_PROBLEM TO WORK ON_
Count the lines below that include the word "ErrorCode", then give that number and no other words.

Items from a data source
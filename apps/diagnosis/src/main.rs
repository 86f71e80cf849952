use std::{path::PathBuf, process::ExitCode, sync::Arc};

use anyhow::{bail, Context, Result};
use clap::Parser;
use serde::Serialize;
use shared::{
    domain::{Category, ScoreMode},
    error::{ErrorCode, ErrorReport, TrainingError},
    protocol::{PredictionResult, TrainingEvent},
};
use synthetic_model::{
    pretrained, LogisticPredictor, PretrainedTrainer, SyntheticPredictor, SyntheticTrainer,
};
use tokio::sync::broadcast;
use tracing::{info, warn};
use tracing_subscriber::EnvFilter;
use wizard_core::{
    registry, DiagnosisSession, FieldKind, Predictor, SessionSnapshot, SubmitError, Trainer,
    WizardError,
};

mod config;

use config::{load_settings, ModelKind, Settings};

#[derive(Parser, Debug)]
#[command(name = "diagnosis", about = "Run one risk-assessment wizard session")]
struct Args {
    /// heart, diabetes or liver
    #[arg(long)]
    category: Option<Category>,
    /// Form value as key=value; repeatable
    #[arg(long = "field", value_parser = parse_field)]
    fields: Vec<(String, String)>,
    #[arg(long)]
    json: bool,
    #[arg(long)]
    seed: Option<u64>,
    /// model or random-draw
    #[arg(long)]
    score_mode: Option<ScoreMode>,
    /// synthetic or pretrained
    #[arg(long)]
    model: Option<ModelKind>,
    #[arg(long)]
    config: Option<PathBuf>,
    /// Print the form fields and exit
    #[arg(long)]
    list_fields: bool,
}

fn parse_field(raw: &str) -> Result<(String, String), String> {
    let (key, value) = raw
        .split_once('=')
        .ok_or_else(|| format!("expected key=value, got '{raw}'"))?;
    let key = key.trim();
    if key.is_empty() {
        return Err(format!("missing field key in '{raw}'"));
    }
    Ok((key.to_string(), value.to_string()))
}

#[derive(Serialize)]
struct JsonOutput<'a> {
    session: &'a SessionSnapshot,
    result: &'a PredictionResult,
    out_of_range: Vec<&'static str>,
    #[serde(skip_serializing_if = "Vec::is_empty")]
    insights: Vec<&'static str>,
}

#[derive(Serialize)]
struct JsonFailure {
    error: ErrorReport,
}

fn error_report(err: &anyhow::Error) -> Option<ErrorReport> {
    if let Some(err) = err.downcast_ref::<SubmitError>() {
        return Some(ErrorReport::new(err.code(), err.to_string()));
    }
    if let Some(err) = err.downcast_ref::<WizardError>() {
        return Some(ErrorReport::new(err.code(), err.to_string()));
    }
    err.downcast_ref::<TrainingError>()
        .map(|err| ErrorReport::new(ErrorCode::TrainingFailed, err.to_string()))
}

fn backends(settings: &Settings) -> (Arc<dyn Trainer>, Arc<dyn Predictor>) {
    match settings.model {
        ModelKind::Synthetic => (
            Arc::new(SyntheticTrainer::new(settings.train_options())),
            Arc::new(SyntheticPredictor),
        ),
        ModelKind::Pretrained => (Arc::new(PretrainedTrainer), Arc::new(LogisticPredictor)),
    }
}

fn insights_for(model: ModelKind, result: &PredictionResult) -> &'static [&'static str] {
    match model {
        ModelKind::Pretrained => pretrained::insights(result.risk_tier),
        ModelKind::Synthetic => &[],
    }
}

fn print_fields(category: Category) {
    println!("{category} fields:");
    for spec in registry::fields_for(category) {
        let mut line = format!("  {:<20} {}", spec.key, spec.label);
        if let Some(unit) = spec.unit {
            line.push_str(&format!(" ({unit})"));
        }
        if let Some((min, max)) = spec.valid_range {
            line.push_str(&format!(" [{min}-{max}]"));
        }
        if let FieldKind::Choice(options) = spec.kind {
            line.push_str(&format!(" one of {}", options.join("/")));
        }
        if !spec.required {
            line.push_str(" optional");
        }
        println!("{line}");
    }
}

fn print_result(result: &PredictionResult, insights: &[&str]) {
    println!(
        "{} risk: {} ({:.1}%)",
        result.category, result.risk_tier, result.percentage
    );
    if result.risk_factor_notes.is_empty() {
        println!("No individual risk factors flagged.");
    } else {
        println!("Risk factors:");
        for note in &result.risk_factor_notes {
            println!("  - {note}");
        }
    }
    for (title, lines) in [
        ("Lifestyle", &result.advice.lifestyle),
        ("Monitoring", &result.advice.monitoring),
        ("Consultation", &result.advice.consultation),
    ] {
        println!("{title}:");
        for line in lines {
            println!("  - {line}");
        }
    }
    if !insights.is_empty() {
        println!("Model insights:");
        for line in insights {
            println!("  - {line}");
        }
    }
}

fn spawn_progress_printer(
    mut events: broadcast::Receiver<TrainingEvent>,
    category: Category,
) -> tokio::task::JoinHandle<()> {
    tokio::spawn(async move {
        loop {
            match events.recv().await {
                Ok(TrainingEvent::Progress { category: c, percent }) if c == category => {
                    eprint!("\rtraining {category} model: {percent:>3}%");
                }
                Ok(event) if event.category() == category && event.is_terminal() => {
                    eprintln!();
                    break;
                }
                Ok(_) | Err(broadcast::error::RecvError::Lagged(_)) => {}
                Err(broadcast::error::RecvError::Closed) => break,
            }
        }
    })
}

async fn diagnose(
    session: &DiagnosisSession,
    category: Category,
    fields: &[(String, String)],
    printer: Option<tokio::task::JoinHandle<()>>,
) -> Result<(PredictionResult, Vec<&'static str>)> {
    session.choose_category(category).await?;
    for (key, value) in fields {
        session
            .edit_field(key.as_str(), value.as_str())
            .await
            .with_context(|| format!("cannot set field '{key}'"))?;
    }

    let state = session.state().await;
    let out_of_range = registry::out_of_range(category, state.values());
    for key in &out_of_range {
        warn!(field = *key, "value outside the documented range");
    }
    let missing: Vec<&str> = registry::fields_for(category)
        .into_iter()
        .filter(|spec| spec.required && state.values().get(spec.key).is_none())
        .map(|spec| spec.key)
        .collect();
    if !missing.is_empty() {
        warn!(fields = ?missing, "required fields left empty; they encode as 0");
    }

    session
        .wait_until_trained()
        .await?
        .context("model training failed")?;
    if let Some(printer) = printer {
        let _ = printer.await;
    }

    let result = session.submit().await.context("prediction failed")?;
    Ok((result, out_of_range))
}

#[tokio::main]
async fn main() -> Result<ExitCode> {
    let args = Args::parse();

    let mut settings = load_settings(args.config.as_deref())?;
    if let Some(seed) = args.seed {
        settings.seed = Some(seed);
    }
    if let Some(mode) = args.score_mode {
        settings.score_mode = mode;
    }
    if let Some(model) = args.model {
        settings.model = model;
    }

    let filter = EnvFilter::try_from_default_env()
        .or_else(|_| EnvFilter::try_new(&settings.log_filter))
        .context("invalid log filter")?;
    tracing_subscriber::fmt()
        .with_env_filter(filter)
        .with_writer(std::io::stderr)
        .init();

    if args.list_fields {
        match args.category {
            Some(category) => print_fields(category),
            None => Category::ALL.into_iter().for_each(print_fields),
        }
        return Ok(ExitCode::SUCCESS);
    }

    let Some(category) = args.category else {
        bail!("--category is required (heart, diabetes or liver)");
    };

    let (trainer, predictor) = backends(&settings);
    let session = DiagnosisSession::new(trainer, predictor, settings.session_options());
    info!(
        session_id = %session.id(),
        category = %category,
        model = %settings.model,
        "starting diagnosis"
    );

    let printer =
        (!args.json).then(|| spawn_progress_printer(session.subscribe_training(), category));

    let outcome = diagnose(&session, category, &args.fields, printer).await;
    let (result, out_of_range) = match outcome {
        Ok(done) => done,
        Err(err) => {
            session.shutdown().await;
            return match error_report(&err).filter(|_| args.json) {
                Some(error) => {
                    println!("{}", serde_json::to_string_pretty(&JsonFailure { error })?);
                    Ok(ExitCode::FAILURE)
                }
                None => Err(err),
            };
        }
    };

    let insights = insights_for(settings.model, &result);
    if args.json {
        let snapshot = session.snapshot().await;
        let output = JsonOutput {
            session: &snapshot,
            result: &result,
            out_of_range,
            insights: insights.to_vec(),
        };
        println!("{}", serde_json::to_string_pretty(&output)?);
    } else {
        print_result(&result, insights);
    }

    session.shutdown().await;
    Ok(ExitCode::SUCCESS)
}

#[cfg(test)]
#[path = "tests/cli_tests.rs"]
mod tests;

_SOLUTION TO THIS PROBLEM_
2